* _Saved entries_:
/---

use anyhow::Context;
use common::{
    ln::{amount::Amount, balance::LightningBalance},
    Apply,
};
use lightning::ln::channel_state::ChannelDetails;
use tracing::{trace, warn};

use crate::{alias::LexeChainMonitorType, traits::LexePersister};

/// Computes our [`LightningBalance`] summed over all channels.
/// Also returns the number of channels marked as usable.
pub fn all_channel_balances<PS: LexePersister>(
    chain_monitor: &LexeChainMonitorType<PS>,
    channels: &[ChannelDetails],
) -> (LightningBalance, usize) {
    let mut total_balance = LightningBalance::ZERO;
    let mut num_usable_channels: usize = 0;

    for channel in channels {
        let amount = match channel_balance(chain_monitor, channel) {
            Ok(amt) => amt,
            Err(e) => {
                warn!("Error getting channel balance: {e:#}");
                continue;
            }
        };

        if channel.is_usable {
            total_balance.usable += amount;
            num_usable_channels += 1;
        } else {
            total_balance.pending += amount;
        }
    }

    (total_balance, num_usable_channels)
}

/// Get our claimable channel balance for a given channel.
pub fn channel_balance<PS: LexePersister>(
    chain_monitor: &LexeChainMonitorType<PS>,
    channel: &ChannelDetails,
) -> anyhow::Result<Amount> {
    use lightning::chain::channelmonitor::Balance;

    let monitor = channel
        .funding_txo
        .and_then(|txo| chain_monitor.get_monitor(txo).ok());
    match monitor {
        Some(monitor) => {
            let amount_sats = monitor
                .get_claimable_balances()
                .into_iter()
                .map(|b| {
                    trace!("ln_balance: {b:?}");
                    match b {
                        Balance::ClaimableOnChannelClose {
                            amount_satoshis,
                            transaction_fee_satoshis,
                            outbound_payment_htlc_rounded_msat: _,
                            outbound_forwarded_htlc_rounded_msat: _,
                            inbound_claiming_htlc_rounded_msat: _,
                            inbound_htlc_rounded_msat: _,
                        } => {
                            // Add back in the "reserved"
                            // `transaction_fee_satoshis` to make things more
                            // intuitive, i.e., open 10_000 sat channel, get
                            // 10_000 sats balance.
                            amount_satoshis + transaction_fee_satoshis
                        }
                        Balance::ClaimableAwaitingConfirmations {
                            amount_satoshis,
                            ..
                        } => amount_satoshis,
                        Balance::ContentiousClaimable {
                            amount_satoshis,
                            ..
                        } => amount_satoshis,
                        Balance::MaybeTimeoutClaimableHTLC {
                            amount_satoshis,
                            ..
                        } => amount_satoshis,
                        Balance::MaybePreimageClaimableHTLC {
                            amount_satoshis,
                            ..
                        } => amount_satoshis,
                        Balance::CounterpartyRevokedOutputClaimable {
                            amount_satoshis,
                            ..
                        } => amount_satoshis,
                    }
                })
                .sum();
            Amount::try_from_sats_u64(amount_sats)
                .with_context(|| channel.channel_id)
        }
        None => {
            // No way to call `get_claimable_balances` for this channel.
            // Approximate our channel balance by summing our outbound
            // capacity + unspendable punishment reserve.
            let outbound_capacity =
                Amount::from_msat(channel.outbound_capacity_msat);
            let reserve_sat = channel
                .unspendable_punishment_reserve
                .unwrap_or(0)
                .apply(Amount::try_from_sats_u64)
                .with_context(|| channel.channel_id)?;
            Ok(outbound_capacity + reserve_sat)
        }
    }
}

\---

From the line that contains "summing our outbound" to the last line of the data, write out each line exactly and add nothing.

            // Approximate our channel balance by summing our outbound
            // capacity + unspendable punishment reserve.
            let outbound_capacity =
                Amount::from_msat(channel.outbound_capacity_msat);
            let reserve_sat = channel
                .unspendable_punishment_reserve
                .unwrap_or(0)
                .apply(Amount::try_from_sats_u64)
                .with_context(|| channel.channel_id)?;
            Ok(outbound_capacity + reserve_sat)
        }
    }
}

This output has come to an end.